SUPPLIED DATA:
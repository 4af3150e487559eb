use thiserror::Error;

/// Errors surfaced by a `StateStore` implementation.
#[derive(Debug, Error)]
pub enum StoreError {
    #[error("record not found: {0}")]
    NotFound(String),

    #[error("crypto error: {0}")]
    Crypto(#[from] rootless_crypto::error::CryptoError),

    #[error("serialisation error: {0}")]
    Serialisation(#[from] serde_json::Error),
}
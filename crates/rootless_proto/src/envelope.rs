//! Wire envelopes carried between session managers — what a transport
//! actually moves. Direct messages carry the sender's DID in the clear;
//! sealed messages strip it per spec.md's anonymity requirement.

use rootless_crypto::did::Did;
use rootless_crypto::ratchet::EncryptedMessage;
use serde::{Deserialize, Serialize};
use uuid::Uuid;

pub const WIRE_VERSION: u32 = 2;

/// Distinguishes a direct message from any future wire-level message kind.
/// Only `direct` exists here — group messaging is out of scope.
#[derive(Debug, Clone, Copy, PartialEq, Eq, Serialize, Deserialize)]
#[serde(rename_all = "snake_case")]
pub enum DirectMessageType {
    Direct,
}

/// A message exchanged within an established ratchet session.
#[derive(Debug, Clone, Serialize, Deserialize)]
#[serde(rename_all = "camelCase")]
pub struct DirectMessage {
    pub version: u32,
    pub id: String,
    pub conversation_id: String,
    pub sender: Did,
    #[serde(rename = "type")]
    pub message_type: DirectMessageType,
    pub encrypted: EncryptedMessage,
    pub timestamp: i64,
    #[serde(skip_serializing_if = "Option::is_none")]
    pub reply_to: Option<String>,
    #[serde(skip_serializing_if = "Option::is_none")]
    pub expires_at: Option<i64>,
}

impl DirectMessage {
    pub fn new_id() -> String {
        Uuid::new_v4().to_string()
    }
}

#[derive(Debug, Clone, Copy, PartialEq, Eq, Serialize, Deserialize)]
#[serde(rename_all = "snake_case")]
pub enum SealedMessageType {
    Sealed,
}

/// A one-shot anonymous message: no session, no sender DID on the wire.
/// The recipient's own encryption key pair is the only thing that opens
/// it; identity of the sender (if any) lives inside the plaintext, not
/// the envelope.
#[derive(Debug, Clone, Serialize, Deserialize)]
#[serde(rename_all = "camelCase")]
pub struct SealedMessage {
    pub version: u32,
    #[serde(rename = "type")]
    pub message_type: SealedMessageType,
    #[serde(with = "rootless_crypto::encoding::fixed_bytes")]
    pub ephemeral_public: [u8; 32],
    #[serde(with = "rootless_crypto::encoding::bytes")]
    pub ciphertext: Vec<u8>,
}

#[cfg(test)]
mod tests {
    use super::*;

    #[test]
    fn direct_message_round_trips_through_json() {
        let identity = rootless_crypto::identity::Identity::create(Default::default()).unwrap();
        let msg = DirectMessage {
            version: WIRE_VERSION,
            id: DirectMessage::new_id(),
            conversation_id: "conv-1".to_string(),
            sender: identity.did.clone(),
            message_type: DirectMessageType::Direct,
            encrypted: EncryptedMessage {
                header: rootless_crypto::ratchet::RatchetHeader { dh_public: [1u8; 32], n: 0, pn: 0 },
                ciphertext: vec![1, 2, 3],
            },
            timestamp: 1_700_000_000_000,
            reply_to: None,
            expires_at: None,
        };
        let json = serde_json::to_string(&msg).unwrap();
        let parsed: DirectMessage = serde_json::from_str(&json).unwrap();
        assert_eq!(parsed.sender, identity.did);
        assert_eq!(parsed.id, msg.id);
        assert!(!json.contains("replyTo"));
    }

    #[test]
    fn sealed_message_carries_no_sender_field() {
        let sealed = SealedMessage {
            version: WIRE_VERSION,
            message_type: SealedMessageType::Sealed,
            ephemeral_public: [9u8; 32],
            ciphertext: vec![4, 5, 6],
        };
        let json = serde_json::to_value(&sealed).unwrap();
        let keys: Vec<&str> = json.as_object().unwrap().keys().map(String::as_str).collect();
        assert_eq!(keys.len(), 4);
        assert!(!keys.contains(&"sender"));
        assert!(!keys.contains(&"did"));
    }
}
//! BLAKE3 hashing, plus SHA-256/SHA-512 for the handful of interop points
//! that demand them (HKDF's underlying hash, other specs that hardcode
//! SHA-512). BLAKE3 is the primary hash used throughout the protocol.

use sha2::Digest;

/// `BLAKE3(data)`, 32 bytes.
pub fn hash(data: &[u8]) -> [u8; 32] {
    blake3::hash(data).into()
}

/// Keyed BLAKE3 — used where a key differentiates independent domains
/// (e.g. separating two MACs derived from the same root material).
pub fn keyed_hash(key: &[u8; 32], data: &[u8]) -> [u8; 32] {
    blake3::keyed_hash(key, data).into()
}

/// Context-labelled KDF mode of BLAKE3: `derive_key(context, ikm) -> dk_len`.
pub fn kdf(ikm: &[u8], context: &str, dk_len: usize) -> Vec<u8> {
    let mut out = vec![0u8; dk_len];
    let mut hasher = blake3::Hasher::new_derive_key(context);
    hasher.update(ikm);
    hasher.finalize_xof().fill(&mut out);
    out
}

/// SHA-256, for interop points that specifically require it.
pub fn sha256(data: &[u8]) -> [u8; 32] {
    sha2::Sha256::digest(data).into()
}

/// SHA-512, for interop points (e.g. Ed25519-to-X25519 conversion) that
/// specifically require it.
pub fn sha512(data: &[u8]) -> [u8; 64] {
    sha2::Sha512::digest(data).into()
}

THE PROBLEM:
Go through the data and show each line that holds "EncryptedMessage".

YOUR SOLUTION:
use rootless_crypto::ratchet::EncryptedMessage;
    pub encrypted: EncryptedMessage,
            encrypted: EncryptedMessage {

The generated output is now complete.